An artificial intelligence designed to help drug manufacturers find new medicines to treat diseases invented 40,000 new potential chemical weapons in just six hours.

Researchers with the North Carolina-based startup Collaboration Pharmaceuticals Inc. say they have computational proof that AI technologies designed for drug discovery could be “misused for de novo design of biochemical weapons.” In a study published in the journal Nature Machine Intelligence, they describe how a “thought exercise” turned into a “wake up call” for the “AI in drug discovery community.”

The company has a commercial machine learning model, called MegaSyn, which is trained to identify potential drug candidates by filtering out compounds that would be toxic for human beings. Scientists wanted to know what would happen if the logic of the AI’s algorithm was reversed — what would it do if it were trained to find toxic compounds instead of eliminate them.

Using an open-source database, scientists instructed their AI to look for molecules with similar chemical properties to the nerve agent VX, one of the most dangerous chemical weapons invented in the 20th century.
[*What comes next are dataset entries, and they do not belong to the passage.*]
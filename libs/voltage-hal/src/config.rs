//! Communication and simulator configuration
//!
//! Protocol-specific settings are a tagged enum rather than a string-keyed
//! bag, so each protocol's options are checked at deserialization time.
//! Only the `Custom` protocol carries free-form parameters, read through
//! typed accessors with caller-supplied defaults.
//!
//! Simulator configuration loads through figment with the priority:
//! environment (`REGSIM_` prefix, `__` as separator) > file > defaults.

use std::collections::BTreeMap;
use std::path::Path;
use std::time::Duration;

use figment::{
    providers::{Env, Format, Json, Serialized, Toml, Yaml},
    Figment,
};
use serde::{Deserialize, Serialize};
use tracing::debug;

use crate::error::{HalError, Result};
use crate::simulator::Scenario;

/// Environment variable prefix for simulator overrides
pub const ENV_PREFIX: &str = "REGSIM_";

// ============================================================================
// Protocol settings
// ============================================================================

/// Bus protocol family
#[derive(Debug, Clone, Copy, PartialEq, Eq, Hash, Serialize, Deserialize)]
#[serde(rename_all = "snake_case")]
pub enum ProtocolKind {
    I2c,
    Spi,
    Smbus,
    OneWire,
    Uart,
    Custom,
}

impl std::fmt::Display for ProtocolKind {
    fn fmt(&self, f: &mut std::fmt::Formatter<'_>) -> std::fmt::Result {
        match self {
            ProtocolKind::I2c => write!(f, "I2C"),
            ProtocolKind::Spi => write!(f, "SPI"),
            ProtocolKind::Smbus => write!(f, "SMBus"),
            ProtocolKind::OneWire => write!(f, "1-Wire"),
            ProtocolKind::Uart => write!(f, "UART"),
            ProtocolKind::Custom => write!(f, "Custom"),
        }
    }
}

#[derive(Debug, Clone, Copy, PartialEq, Eq, Hash, Serialize, Deserialize, Default)]
#[serde(rename_all = "snake_case")]
pub enum Parity {
    #[default]
    None,
    Even,
    Odd,
}

fn default_true() -> bool {
    true
}

fn default_baud_rate() -> u32 {
    115_200
}

fn default_stop_bits() -> u8 {
    1
}

/// Per-protocol settings
#[derive(Debug, Clone, PartialEq, Serialize, Deserialize)]
#[serde(tag = "protocol", rename_all = "snake_case")]
pub enum ProtocolSettings {
    I2c {
        #[serde(default)]
        ten_bit_addressing: bool,
        #[serde(default = "default_true")]
        clock_stretching: bool,
    },
    Spi {
        /// CPOL/CPHA mode 0..=3
        #[serde(default)]
        mode: u8,
        #[serde(default)]
        chip_select: u8,
        #[serde(default)]
        lsb_first: bool,
    },
    Smbus {
        /// Packet error checking
        #[serde(default)]
        pec_enabled: bool,
    },
    OneWire {
        #[serde(default)]
        overdrive: bool,
    },
    Uart {
        #[serde(default = "default_baud_rate")]
        baud_rate: u32,
        #[serde(default)]
        parity: Parity,
        #[serde(default = "default_stop_bits")]
        stop_bits: u8,
    },
    Custom {
        name: String,
        #[serde(default)]
        params: BTreeMap<String, serde_json::Value>,
    },
}

impl Default for ProtocolSettings {
    fn default() -> Self {
        ProtocolSettings::Smbus { pec_enabled: false }
    }
}

impl ProtocolSettings {
    pub fn kind(&self) -> ProtocolKind {
        match self {
            ProtocolSettings::I2c { .. } => ProtocolKind::I2c,
            ProtocolSettings::Spi { .. } => ProtocolKind::Spi,
            ProtocolSettings::Smbus { .. } => ProtocolKind::Smbus,
            ProtocolSettings::OneWire { .. } => ProtocolKind::OneWire,
            ProtocolSettings::Uart { .. } => ProtocolKind::Uart,
            ProtocolSettings::Custom { .. } => ProtocolKind::Custom,
        }
    }

    fn custom_param(&self, key: &str) -> Option<&serde_json::Value> {
        match self {
            ProtocolSettings::Custom { params, .. } => params.get(key),
            _ => None,
        }
    }
}

// ============================================================================
// Communication config
// ============================================================================

/// Link-level configuration of one device
#[derive(Debug, Clone, PartialEq, Serialize, Deserialize)]
#[serde(default)]
pub struct CommunicationConfig {
    pub settings: ProtocolSettings,
    pub device_address: u16,
    pub bus_speed_hz: u32,
    pub timeout_ms: u64,
    pub retry_count: u8,
}

impl Default for CommunicationConfig {
    fn default() -> Self {
        Self {
            settings: ProtocolSettings::default(),
            device_address: 0x40,
            bus_speed_hz: 100_000,
            timeout_ms: 1000,
            retry_count: 3,
        }
    }
}

impl CommunicationConfig {
    pub fn protocol(&self) -> ProtocolKind {
        self.settings.kind()
    }

    pub fn timeout(&self) -> Duration {
        Duration::from_millis(self.timeout_ms)
    }

    /// Custom parameter as `u64`, or `default` if absent or of another type
    pub fn custom_u64(&self, key: &str, default: u64) -> u64 {
        self.settings
            .custom_param(key)
            .and_then(serde_json::Value::as_u64)
            .unwrap_or(default)
    }

    pub fn custom_f64(&self, key: &str, default: f64) -> f64 {
        self.settings
            .custom_param(key)
            .and_then(serde_json::Value::as_f64)
            .unwrap_or(default)
    }

    pub fn custom_bool(&self, key: &str, default: bool) -> bool {
        self.settings
            .custom_param(key)
            .and_then(serde_json::Value::as_bool)
            .unwrap_or(default)
    }

    pub fn custom_str<'a>(&'a self, key: &str, default: &'a str) -> &'a str {
        self.settings
            .custom_param(key)
            .and_then(serde_json::Value::as_str)
            .unwrap_or(default)
    }

    pub fn validate(&self) -> Result<()> {
        if self.timeout_ms == 0 {
            return Err(HalError::invalid_config("timeout_ms", "must be greater than 0"));
        }
        if self.bus_speed_hz == 0 {
            return Err(HalError::invalid_config("bus_speed_hz", "must be greater than 0"));
        }

        match &self.settings {
            ProtocolSettings::I2c {
                ten_bit_addressing, ..
            } => {
                let limit = if *ten_bit_addressing { 0x3FF } else { 0x7F };
                if self.device_address > limit {
                    return Err(HalError::invalid_config(
                        "device_address",
                        format!(
                            "0x{:X} exceeds I2C address limit 0x{:X}",
                            self.device_address, limit
                        ),
                    ));
                }
            },
            ProtocolSettings::Smbus { .. } => {
                if self.device_address > 0x7F {
                    return Err(HalError::invalid_config(
                        "device_address",
                        format!("0x{:X} exceeds SMBus 7-bit address", self.device_address),
                    ));
                }
            },
            ProtocolSettings::Spi { mode, .. } => {
                if *mode > 3 {
                    return Err(HalError::invalid_config("settings.mode", "SPI mode must be 0..=3"));
                }
            },
            ProtocolSettings::Uart {
                baud_rate,
                stop_bits,
                ..
            } => {
                if *baud_rate == 0 {
                    return Err(HalError::invalid_config("settings.baud_rate", "must be greater than 0"));
                }
                if !(1..=2).contains(stop_bits) {
                    return Err(HalError::invalid_config("settings.stop_bits", "must be 1 or 2"));
                }
            },
            ProtocolSettings::Custom { name, .. } => {
                if name.trim().is_empty() {
                    return Err(HalError::invalid_config("settings.name", "custom protocol needs a name"));
                }
            },
            ProtocolSettings::OneWire { .. } => {},
        }
        Ok(())
    }
}

// ============================================================================
// Simulator config
// ============================================================================

/// Simulated bus latency window, drawn uniformly per transaction
#[derive(Debug, Clone, Copy, PartialEq, Eq, Serialize, Deserialize)]
#[serde(default)]
pub struct LatencyConfig {
    pub min_ms: u64,
    pub max_ms: u64,
}

impl Default for LatencyConfig {
    fn default() -> Self {
        Self { min_ms: 1, max_ms: 5 }
    }
}

impl LatencyConfig {
    /// No simulated delay at all
    pub fn none() -> Self {
        Self { min_ms: 0, max_ms: 0 }
    }
}

#[derive(Debug, Clone, Copy, PartialEq, Serialize, Deserialize)]
#[serde(default)]
pub struct FaultInjectionConfig {
    pub enabled: bool,
    /// Per-transaction fault probability in `[0, 1]`
    pub probability: f64,
}

impl Default for FaultInjectionConfig {
    fn default() -> Self {
        Self {
            enabled: false,
            probability: 0.05,
        }
    }
}

/// Background register drift
#[derive(Debug, Clone, Copy, PartialEq, Eq, Serialize, Deserialize)]
#[serde(default)]
pub struct MutationConfig {
    pub enabled: bool,
    pub period_ms: u64,
}

impl Default for MutationConfig {
    fn default() -> Self {
        Self {
            enabled: true,
            period_ms: 2000,
        }
    }
}

impl MutationConfig {
    pub fn period(&self) -> Duration {
        Duration::from_millis(self.period_ms)
    }
}

/// Full configuration of one simulated device
#[derive(Debug, Clone, PartialEq, Serialize, Deserialize)]
#[serde(default)]
pub struct SimulatorConfig {
    pub device_id: String,
    pub name: String,
    pub latency: LatencyConfig,
    pub fault_injection: FaultInjectionConfig,
    pub mutation: MutationConfig,
    pub scenario: Scenario,
    /// Fixed RNG seed for reproducible runs
    pub seed: Option<u64>,
    pub communication: CommunicationConfig,
}

impl Default for SimulatorConfig {
    fn default() -> Self {
        Self {
            device_id: "sim-001".to_string(),
            name: "Simulated Environmental Sensor".to_string(),
            latency: LatencyConfig::default(),
            fault_injection: FaultInjectionConfig::default(),
            mutation: MutationConfig::default(),
            scenario: Scenario::default(),
            seed: None,
            communication: CommunicationConfig::default(),
        }
    }
}

impl SimulatorConfig {
    pub fn validate(&self) -> Result<()> {
        if self.device_id.trim().is_empty() {
            return Err(HalError::invalid_config("device_id", "must not be empty"));
        }
        if self.latency.min_ms > self.latency.max_ms {
            return Err(HalError::invalid_config(
                "latency",
                format!(
                    "min_ms ({}) greater than max_ms ({})",
                    self.latency.min_ms, self.latency.max_ms
                ),
            ));
        }
        let p = self.fault_injection.probability;
        if !(0.0..=1.0).contains(&p) {
            return Err(HalError::invalid_config(
                "fault_injection.probability",
                format!("{} not in [0, 1]", p),
            ));
        }
        if self.mutation.period_ms == 0 {
            return Err(HalError::invalid_config("mutation.period_ms", "must be greater than 0"));
        }
        self.communication.validate()
    }
}

/// Load simulator configuration
///
/// Priority (highest to lowest):
/// 1. Environment variables (`REGSIM_LATENCY__MAX_MS=10`)
/// 2. Config file (yaml/yml/toml/json by extension), if given
/// 3. Default values
pub fn load_config(path: Option<&Path>) -> Result<SimulatorConfig> {
    let mut figment = Figment::from(Serialized::defaults(SimulatorConfig::default()));

    if let Some(path) = path {
        let extension = path
            .extension()
            .and_then(|s| s.to_str())
            .ok_or_else(|| HalError::invalid_config("file", "config file must have an extension"))?;

        figment = match extension {
            "toml" => figment.merge(Toml::file(path)),
            "yaml" | "yml" => figment.merge(Yaml::file(path)),
            "json" => figment.merge(Json::file(path)),
            _ => {
                return Err(HalError::invalid_config(
                    "file",
                    format!("unsupported config file format: {}", extension),
                ))
            },
        };
        debug!("Loading simulator config from {}", path.display());
    }

    let config: SimulatorConfig = figment
        .merge(Env::prefixed(ENV_PREFIX).split("__"))
        .extract()
        .map_err(|e| HalError::invalid_config("file", e.to_string()))?;

    config.validate()?;
    Ok(config)
}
VX is a tasteless and odorless chemical that attacks the body’s nervous system, paralyzing muscles and preventing a person exposed to the agent from breathing. The extremely toxic compound was used to assassinate Kim Jong-nam, the half-brother of North Korean dictator Kim Jong-un.

In less than six hours after it was turned on, the AI not only generated a copy of VX, but also modeled 40,000 molecules that were either known chemical warfare agents or could potentially be turned into new chemical weapons. Some were predicted to be even more toxic than known chemical warfare agents.

“By inverting the use of our machine learning models, we had transformed our innocuous generative model from a helpful tool of medicine to a generator of likely deadly molecules,” the paper’s authors wrote.

“Our toxicity models were originally created for use in avoiding toxicity, enabling us to better virtually screen molecules (for pharmaceutical and consumer product applications) before ultimately confirming their toxicity through in vitro testing. The inverse, however, has always been true: the better we can predict toxicity, the better we can steer our generative model to design new molecules in a region of chemical space populated by predominantly lethal molecules.”

Perhaps the most frightening conclusion of the researchers is that their research is easily replicated.

Fabio Urbina, a senior scientist at Collaboration Pharmaceuticals and the paper’s lead author, told The Verge in an interview that anyone with a background in chemistry and internet access could replicate their work.

“If you were to Google generative models, you could find a number of put-together one-liner generative models that people have released for free. And then, if you were to search for toxicity datasets, there’s a large number of open-source tox datasets. So if you just combine those two things, and then you know how to code and build machine learning models — all that requires really is an internet connection and a computer — then, you could easily replicate what we did. And not just for VX, but for pretty much whatever other open-source toxicity datasets exist,” Urbina said.

“Of course, it does require some expertise. If somebody were to put this together without knowing anything about chemistry, they would ultimately probably generate stuff that was not very useful. And there’s still the next step of having to get those molecules synthesized. Finding a potential drug or potential new toxic molecule is one thing; the next step of synthesis — actually creating a new molecule in the real world — would be another barrier.”

Importantly, not every molecule the AI identifies as a chemical weapons candidate would work if it were somehow synthesized. Some will be false positives — just like how new drug candidates identified by the AI don’t always lead to medicines that work.

Still, the AI technology clearly has dangerous implications, so much so that the scientists were even hesitant to publish their findings, in case some individuals were to use their work for evil.

“The dataset they used on the AI could be downloaded for free and they worry that all it takes is some coding knowledge to turn a good AI into a chemical weapon-making machine,” Urbina explained.

“At the end of the day, we decided that we kind of want to get ahead of this. Because if it’s possible for us to do it, it’s likely that some adversarial agent somewhere is maybe already thinking about it or in the future is going to think about it.”

The paper recommends several precautions drug researchers using AI technology should take to prevent their work from falling into the wrong hands. Among their recommendations is a reporting structure or hotline to authorities should researchers become aware of someone developing toxic molecules for non-therapeutic uses.

“We hope that by raising awareness of this technology, we will have gone some way toward demonstrating that although AI can have important applications in healthcare and other industries, we should also remain diligent against the potential for dual use, in the same way that we would with physical resources such as molecules or biologics,” the paper concludes.